Source code for thelper.optim.eval

"""Evaluation classes/funcs module.

This module contains procedures used to evaluate models and prediction results on specific
tasks or datasets. These procedures may be used as part of metric classes (defined in
:mod:`thelper.optim.metrics`) or high-level debug/drawing utilities.
"""
from typing import Dict, List, Optional, Union  # noqa: F401

import numpy as np
import torch

import thelper


[docs]@thelper.concepts.detection
def compute_bbox_iou(bbox1, bbox2):
    # type: (thelper.tasks.detect.BoundingBox, thelper.tasks.detect.BoundingBox) -> float
    """Computes and returns the Intersection over Union (IoU) of two bounding boxes."""
    assert isinstance(bbox1, thelper.data.BoundingBox) and isinstance(bbox2, thelper.data.BoundingBox), \
        "unexpected input bounding box types"
    bbox1_marg = 1 if bbox1.include_margin else 0
    bbox2_marg = 1 if bbox2.include_margin else 0
    intersection_width = min(bbox1.right + bbox1_marg, bbox2.right + bbox2_marg) - max(bbox1.left, bbox2.left)
    intersection_height = min(bbox1.bottom + bbox1_marg, bbox2.bottom + bbox2_marg) - max(bbox1.top, bbox2.top)
    intersection_area = max(0, intersection_width) * max(0, intersection_height)
    return float(intersection_area / float(bbox1.area + bbox2.area - intersection_area))

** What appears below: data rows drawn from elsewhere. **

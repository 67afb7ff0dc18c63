//! DNS resolution seam for the authentication engines
//!
//! SPF and DMARC evaluation run against the [`DnsResolver`] trait rather
//! than a concrete resolver, so tests inject a fake resolver and
//! production code uses [`SystemResolver`]. No lookup results are cached
//! here; every check re-resolves.

use async_trait::async_trait;
use std::net::IpAddr;
use thiserror::Error;
use trust_dns_resolver::config::{ResolverConfig, ResolverOpts};
use trust_dns_resolver::error::{ResolveError, ResolveErrorKind};
use trust_dns_resolver::TokioAsyncResolver;

/// DNS lookup error
#[derive(Debug, Clone, PartialEq, Eq, Error)]
pub enum DnsError {
    /// The name exists but has no records of the requested type, or the
    /// name does not exist at all
    #[error("no records found")]
    NotFound,

    /// The lookup did not complete in time
    #[error("DNS lookup timed out")]
    Timeout,

    /// The resolver or an upstream server failed
    #[error("resolver error: {0}")]
    Resolver(String),

    /// Transport-level failure
    #[error("DNS I/O error: {0}")]
    Io(String),
}

impl DnsError {
    /// Whether the failure is transient. Transient failures map to SPF
    /// `temperror`; a missing record maps to `none`.
    pub fn is_temporary(&self) -> bool {
        !matches!(self, DnsError::NotFound)
    }
}

impl From<ResolveError> for DnsError {
    fn from(err: ResolveError) -> Self {
        match err.kind() {
            ResolveErrorKind::NoRecordsFound { .. } => DnsError::NotFound,
            ResolveErrorKind::Timeout => DnsError::Timeout,
            ResolveErrorKind::Io(e) => DnsError::Io(e.to_string()),
            _ => DnsError::Resolver(err.to_string()),
        }
    }
}

/// Context-free DNS operations used by SPF and DMARC evaluation
#[async_trait]
pub trait DnsResolver: Send + Sync {
    /// Look up TXT records, one concatenated string per record
    async fn lookup_txt(&self, domain: &str) -> Result<Vec<String>, DnsError>;

    /// Look up A/AAAA records
    async fn lookup_ip(&self, host: &str) -> Result<Vec<IpAddr>, DnsError>;

    /// Look up MX exchange hostnames in preference order
    async fn lookup_mx(&self, domain: &str) -> Result<Vec<String>, DnsError>;

    /// Reverse-resolve an IP to PTR hostnames (no trailing dot)
    async fn lookup_ptr(&self, ip: IpAddr) -> Result<Vec<String>, DnsError>;
}

/// The system resolver, backed by trust-dns
pub struct SystemResolver {
    resolver: TokioAsyncResolver,
}

impl SystemResolver {
    /// Create a resolver using the default upstream configuration
    pub fn new() -> Self {
        let resolver =
            TokioAsyncResolver::tokio(ResolverConfig::default(), ResolverOpts::default());
        Self { resolver }
    }

    /// Wrap an already-configured trust-dns resolver
    pub fn with_resolver(resolver: TokioAsyncResolver) -> Self {
        Self { resolver }
    }
}

impl Default for SystemResolver {
    fn default() -> Self {
        Self::new()
    }
}

#[async_trait]
impl DnsResolver for SystemResolver {
    async fn lookup_txt(&self, domain: &str) -> Result<Vec<String>, DnsError> {
        let lookup = self.resolver.txt_lookup(domain).await?;

        Ok(lookup
            .iter()
            .map(|record| {
                record
                    .txt_data()
                    .iter()
                    .map(|d| String::from_utf8_lossy(d))
                    .collect::<String>()
            })
            .collect())
    }

    async fn lookup_ip(&self, host: &str) -> Result<Vec<IpAddr>, DnsError> {
        let lookup = self.resolver.lookup_ip(host).await?;
        Ok(lookup.iter().collect())
    }

    async fn lookup_mx(&self, domain: &str) -> Result<Vec<String>, DnsError> {
        let lookup = self.resolver.mx_lookup(domain).await?;

        let mut records: Vec<(u16, String)> = lookup
            .iter()
            .map(|mx| {
                let host = mx.exchange().to_utf8();
                (mx.preference(), host.trim_end_matches('.').to_string())
            })
            .collect();
        records.sort_by_key(|(pref, _)| *pref);

        Ok(records.into_iter().map(|(_, host)| host).collect())
    }

    async fn lookup_ptr(&self, ip: IpAddr) -> Result<Vec<String>, DnsError> {
        let lookup = self.resolver.reverse_lookup(ip).await?;

        Ok(lookup
            .iter()
            .map(|ptr| ptr.0.to_utf8().trim_end_matches('.').to_string())
            .collect())
    }
}
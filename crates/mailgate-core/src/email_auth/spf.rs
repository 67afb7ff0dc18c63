//! SPF (Sender Policy Framework) validation
//!
//! Implements RFC 7208 check_host evaluation: the sender domain's policy
//! record is fetched, parsed, and evaluated left to right against the
//! connecting IP. The first matching mechanism decides the result; DNS
//! usage is bounded by the RFC lookup budget.

use anyhow::{anyhow, bail, Result};
use ipnet::{Ipv4Net, Ipv6Net};
use std::net::IpAddr;
use std::sync::Arc;
use std::time::Duration;
use tracing::{debug, warn};

use crate::dns::{DnsError, DnsResolver, SystemResolver};
use crate::matcher::ip_matches_with_prefix;
use mailgate_common::config::AuthConfig;

/// SPF check result
#[derive(Debug, Clone, Copy, PartialEq, Eq)]
pub enum SpfResult {
    /// The sending IP is authorized
    Pass,
    /// The sending IP is explicitly not authorized
    Fail,
    /// The sending IP is probably not authorized (soft fail)
    SoftFail,
    /// The domain owner has no opinion
    Neutral,
    /// No SPF record found
    None,
    /// Temporary error (DNS timeout, etc.)
    TempError,
    /// Permanent error (invalid SPF record, lookup budget exceeded)
    PermError,
}

impl SpfResult {
    /// Convert to header value for Received-SPF / Authentication-Results
    pub fn as_header_value(&self) -> &'static str {
        match self {
            SpfResult::Pass => "pass",
            SpfResult::Fail => "fail",
            SpfResult::SoftFail => "softfail",
            SpfResult::Neutral => "neutral",
            SpfResult::None => "none",
            SpfResult::TempError => "temperror",
            SpfResult::PermError => "permerror",
        }
    }
}

/// Complete result of an SPF check
#[derive(Debug, Clone)]
pub struct SpfCheckResult {
    /// Evaluation outcome
    pub result: SpfResult,
    /// The domain whose policy was evaluated
    pub domain: String,
    /// Text of the mechanism that matched, if any
    pub mechanism: Option<String>,
    /// Failure detail for temperror/permerror results
    pub error: Option<String>,
}
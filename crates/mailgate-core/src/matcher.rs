//! Shared pattern and address matching
//!
//! Glob matching backs the router's condition patterns; the CIDR helper
//! backs the SPF `a`/`mx` mechanisms.

use ipnet::{Ipv4Net, Ipv6Net};
use std::net::IpAddr;

/// Match a glob pattern against a value, case-insensitively.
///
/// `*` matches any run of characters, `?` matches exactly one character.
/// An empty pattern matches nothing.
pub fn glob_match(pattern: &str, value: &str) -> bool {
    if pattern.is_empty() {
        return false;
    }

    let pattern = pattern.to_lowercase();
    let value = value.to_lowercase();

    let mut regex_pattern = String::with_capacity(pattern.len() + 2);
    regex_pattern.push('^');
    for ch in pattern.chars() {
        match ch {
            '*' => regex_pattern.push_str(".*"),
            '?' => regex_pattern.push('.'),
            '.' | '+' | '^' | '$' | '[' | ']' | '(' | ')' | '{' | '}' | '|' | '\\' => {
                regex_pattern.push('\\');
                regex_pattern.push(ch);
            }
            _ => regex_pattern.push(ch),
        }
    }
    regex_pattern.push('$');

    // Patterns come from operator-authored rules; cap the compiled size
    match regex::RegexBuilder::new(&regex_pattern)
        .size_limit(1 << 20)
        .build()
    {
        Ok(re) => re.is_match(&value),
        Err(_) => false,
    }
}

/// Check whether `ip` falls within the network formed by `candidate` and
/// a prefix length.
///
/// When no prefix is given the candidate matches as a single host (/32
/// for IPv4, /128 for IPv6). Addresses of different families never match.
pub fn ip_matches_with_prefix(ip: IpAddr, candidate: IpAddr, prefix: Option<u8>) -> bool {
    match (ip, candidate) {
        (IpAddr::V4(ip), IpAddr::V4(candidate)) => {
            let prefix = prefix.unwrap_or(32);
            match Ipv4Net::new(candidate, prefix) {
                Ok(net) => net.trunc().contains(&ip),
                Err(_) => false,
            }
        }
        (IpAddr::V6(ip), IpAddr::V6(candidate)) => {
            let prefix = prefix.unwrap_or(128);
            match Ipv6Net::new(candidate, prefix) {
                Ok(net) => net.trunc().contains(&ip),
                Err(_) => false,
            }
        }
        _ => false,
    }
}
//! Message routing
//!
//! Evaluates per-domain routing rules against an accepted message and
//! decides, per recipient, whether to deliver locally, hand off
//! externally, or apply an operator-authored action. Rules are evaluated
//! in ascending priority order and the first match wins; recipients with
//! no matching rule fall back to internal/external classification.

use async_trait::async_trait;
use std::collections::HashMap;
use std::sync::Arc;
use tracing::{debug, warn};

use crate::matcher::glob_match;
use mailgate_common::types::{Domain, DomainId, OrgId, RouteAction, RoutingRule, RuleActions};
use mailgate_common::Result;

/// Provides domain and routing rule information to the router.
///
/// The router only reads; all domain mutation happens elsewhere.
#[async_trait]
pub trait DomainProvider: Send + Sync {
    /// Look up a domain by name
    fn get_domain(&self, name: &str) -> Option<Domain>;

    /// Look up a domain by ID
    fn get_domain_by_id(&self, id: DomainId) -> Option<Domain>;

    /// Fetch the routing rules configured for a domain
    async fn get_routing_rules(&self, domain_id: DomainId) -> Result<Vec<RoutingRule>>;

    /// Whether a domain name is internal to an organization
    fn is_domain_internal(&self, org_id: OrgId, domain_name: &str) -> bool;
}

/// Message information for routing decisions
///
/// An immutable envelope snapshot, built once per message by the caller.
#[derive(Debug, Clone)]
pub struct MessageContext {
    /// Envelope sender
    pub from: String,
    /// Envelope recipients, in submission order
    pub to: Vec<String>,
    /// Message subject
    pub subject: String,
    /// Message headers
    pub headers: HashMap<String, String>,
    /// Message size in bytes
    pub size: i64,
    /// Whether the message carries attachments
    pub has_attachment: bool,
    /// Domain the message was accepted for
    pub domain_id: DomainId,
    /// Owning organization
    pub org_id: OrgId,
}

/// The routing decision for one recipient
#[derive(Debug, Clone)]
pub struct RouteResult {
    /// Action to take
    pub action: RouteAction,
    /// Target addresses for forward/redirect actions
    pub targets: Vec<String>,
    /// Rewritten envelope sender
    pub rewrite_from: Option<String>,
    /// Rewritten recipient
    pub rewrite_to: Option<String>,
    /// Headers to add to the message
    pub add_headers: HashMap<String, String>,
    /// Reason returned in the SMTP response on reject
    pub reject_message: Option<String>,
    /// Reason recorded on quarantine
    pub quarantine_reason: Option<String>,
    /// The rule that matched, if any
    pub matched_rule: Option<RoutingRule>,
}

impl RouteResult {
    fn for_action(action: RouteAction) -> Self {
        Self {
            action,
            targets: Vec::new(),
            rewrite_from: None,
            rewrite_to: None,
            add_headers: HashMap::new(),
            reject_message: None,
            quarantine_reason: None,
            matched_rule: None,
        }
    }

    /// Whether this result ends all processing for the message
    pub fn is_terminal(&self) -> bool {
        self.action.is_terminal()
    }
}

/// Message router
pub struct Router {
    provider: Arc<dyn DomainProvider>,
}

impl Router {
    /// Create a new message router
    pub fn new(provider: Arc<dyn DomainProvider>) -> Self {
        Self { provider }
    }

    /// Determine how to route a message, one result per recipient in
    /// input order.
    ///
    /// A rule-fetch failure degrades to default internal/external
    /// classification rather than failing the route.
    pub async fn route(&self, msg: &MessageContext) -> Vec<RouteResult> {
        let mut rules = match self.provider.get_routing_rules(msg.domain_id).await {
            Ok(rules) => rules,
            Err(e) => {
                warn!(
                    "Failed to get routing rules for domain {}: {}",
                    msg.domain_id, e
                );
                Vec::new()
            }
        };

        rules.retain(|rule| rule.is_active);
        // Lower priority value wins; precedence must not depend on the
        // order rules were stored in
        rules.sort_by_key(|rule| rule.priority);

        msg.to
            .iter()
            .map(|recipient| self.route_recipient(msg, recipient, &rules))
            .collect()
    }

    fn route_recipient(
        &self,
        msg: &MessageContext,
        recipient: &str,
        rules: &[RoutingRule],
    ) -> RouteResult {
        for rule in rules {
            if !rule_matches(msg, recipient, rule) {
                continue;
            }

            let mut result = apply_rule(&rule.actions);
            result.matched_rule = Some(rule.clone());

            debug!(
                "Routing rule '{}' matched for {}: {}",
                rule.name, recipient, result.action
            );

            return result;
        }

        let recipient_domain = extract_domain(recipient);
        if self
            .provider
            .is_domain_internal(msg.org_id, &recipient_domain)
        {
            debug!("Internal delivery for {}", recipient);
            RouteResult::for_action(RouteAction::Deliver)
        } else {
            debug!("External delivery for {}", recipient);
            let mut result = RouteResult::for_action(RouteAction::Forward);
            result.targets = vec![recipient.to_string()];
            result
        }
    }
}

/// Check whether every specified condition of a rule holds.
///
/// An unset condition always matches.
fn rule_matches(msg: &MessageContext, recipient: &str, rule: &RoutingRule) -> bool {
    let cond = &rule.conditions;

    if let Some(pattern) = &cond.sender_pattern {
        if !glob_match(pattern, &msg.from) {
            return false;
        }
    }

    if let Some(pattern) = &cond.recipient_pattern {
        if !glob_match(pattern, recipient) {
            return false;
        }
    }

    if let Some(pattern) = &cond.subject_pattern {
        if !glob_match(pattern, &msg.subject) {
            return false;
        }
    }

    if let (Some(name), Some(pattern)) = (&cond.header_name, &cond.header_pattern) {
        let value = msg.headers.get(name).map(String::as_str).unwrap_or("");
        if !glob_match(pattern, value) {
            return false;
        }
    }

    if let Some(min) = cond.size_min {
        if msg.size < min {
            return false;
        }
    }

    if let Some(max) = cond.size_max {
        if msg.size > max {
            return false;
        }
    }

    if let Some(required) = cond.has_attachment {
        if required != msg.has_attachment {
            return false;
        }
    }

    true
}

/// Convert a matched rule's actions into a routing result
fn apply_rule(actions: &RuleActions) -> RouteResult {
    let mut result = RouteResult::for_action(actions.action);

    match actions.action {
        RouteAction::Forward | RouteAction::Redirect => {
            if let Some(target) = &actions.target {
                result.targets.push(target.clone());
            }
            result
                .targets
                .extend(actions.forward_to.iter().cloned());
        }
        RouteAction::Reject => {
            result.reject_message = actions.reject_message.clone();
        }
        RouteAction::Quarantine => {
            result.quarantine_reason = actions.quarantine_reason.clone();
        }
        RouteAction::Deliver | RouteAction::Discard => {}
    }

    result.rewrite_from = actions.rewrite_from.clone();
    result.rewrite_to = actions.rewrite_to.clone();
    result.add_headers = actions.add_headers.clone();

    result
}

/// Extract the lowercased domain part of an email address
fn extract_domain(email: &str) -> String {
    let parts: Vec<&str> = email.split('@').collect();
    if parts.len() != 2 {
        return String::new();
    }
    parts[1].to_lowercase()
}
//! Email Authentication Module
//!
//! Provides SPF and DMARC evaluation for incoming mail. DKIM signature
//! verification is an external concern; its outcome feeds into DMARC
//! alignment as a list of authenticated domains.

pub mod dmarc;
pub mod spf;

pub use dmarc::{AlignmentMode, DmarcCheckResult, DmarcPolicy, DmarcRecord, DmarcResult, DmarcValidator};
pub use spf::{generate_spf_record, SpfCheckResult, SpfResult, SpfValidator};

use std::net::IpAddr;

/// Combined email authentication result
#[derive(Debug, Clone)]
pub struct AuthenticationResult {
    pub spf: SpfCheckResult,
    pub dmarc: DmarcCheckResult,
}

impl AuthenticationResult {
    /// Create a new authentication result
    pub fn new(spf: SpfCheckResult, dmarc: DmarcCheckResult) -> Self {
        Self { spf, dmarc }
    }

    /// Check whether the message should be accepted based on
    /// authentication results alone. SPF soft failures and missing
    /// policies are accepted; an explicit DMARC reject is not.
    pub fn should_accept(&self) -> bool {
        let spf_ok = matches!(
            self.spf.result,
            SpfResult::Pass | SpfResult::SoftFail | SpfResult::Neutral | SpfResult::None
        );

        let dmarc_ok = !matches!(self.dmarc.result, DmarcResult::Fail(DmarcPolicy::Reject));

        spf_ok && dmarc_ok
    }

    /// Generate an Authentication-Results header value
    pub fn to_header(&self, hostname: &str) -> String {
        format!(
            "{}; spf={} dmarc={}",
            hostname,
            self.spf.result.as_header_value(),
            self.dmarc.result.as_header_value()
        )
    }
}

/// Render the Received-SPF header recorded on messages that continue
/// through the pipeline after the SPF check
pub fn received_spf_header(
    check: &SpfCheckResult,
    client_ip: IpAddr,
    envelope_from: &str,
    helo: &str,
) -> String {
    format!(
        "{} (domain of {}) client-ip={}; envelope-from={}; helo={};",
        check.result.as_header_value(),
        check.domain,
        client_ip,
        envelope_from,
        helo
    )
}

[docs]@thelper.concepts.segmentation
def compute_mask_iou(mask1, mask2, class_indices=None, dontcare=None):
    # type: (np.ndarray, np.ndarray, Union[List[int], np.ndarray, torch.Tensor], Optional[int]) -> Dict[int, float]
    """Computes and returns a map of Intersection over Union (IoU) scores for two segmentation masks."""
    # untested as of 11/2019; needs utest!
    assert isinstance(mask1, np.ndarray) and isinstance(mask2, np.ndarray), "invalid mask type"
    assert mask1.shape == mask2.shape, "mismatched mask shapes"
    assert np.issubdtype(mask1.dtype, np.integer), "mask1 dtype should be integer"
    assert np.issubdtype(mask2.dtype, np.integer), "mask2 dtype should be integer"
    if not class_indices:
        class_indices = np.unique(np.stack([mask1, mask2]))
    assert isinstance(class_indices, (list, np.ndarray, torch.Tensor)), "invalid class indices array type"
    iou_dict = {}
    for class_idx in class_indices:
        if dontcare is not None:
            target_c = np.logical_and(mask2 == class_idx, mask1 != dontcare)
            pred_c = np.logical_and(mask1 == class_idx, mask2 != dontcare)
        else:
            target_c = mask2 == class_idx
            pred_c = mask1 == class_idx
        intersection = np.logical_and(pred_c, target_c).sum()
        union = np.logical_or(pred_c, target_c).sum()
        if float(union) != 0.0:
            iou_dict[class_idx] = (float(intersection) / float(union))
        else:
            iou_dict[class_idx] = 0.0
    return iou_dict


[docs]@thelper.concepts.detection
def compute_pascalvoc_metrics(pred_bboxes, gt_bboxes, task, iou_threshold=0.5, method="all-points"):
    """Computes the metrics used by the VOC Pascal 2012 challenge.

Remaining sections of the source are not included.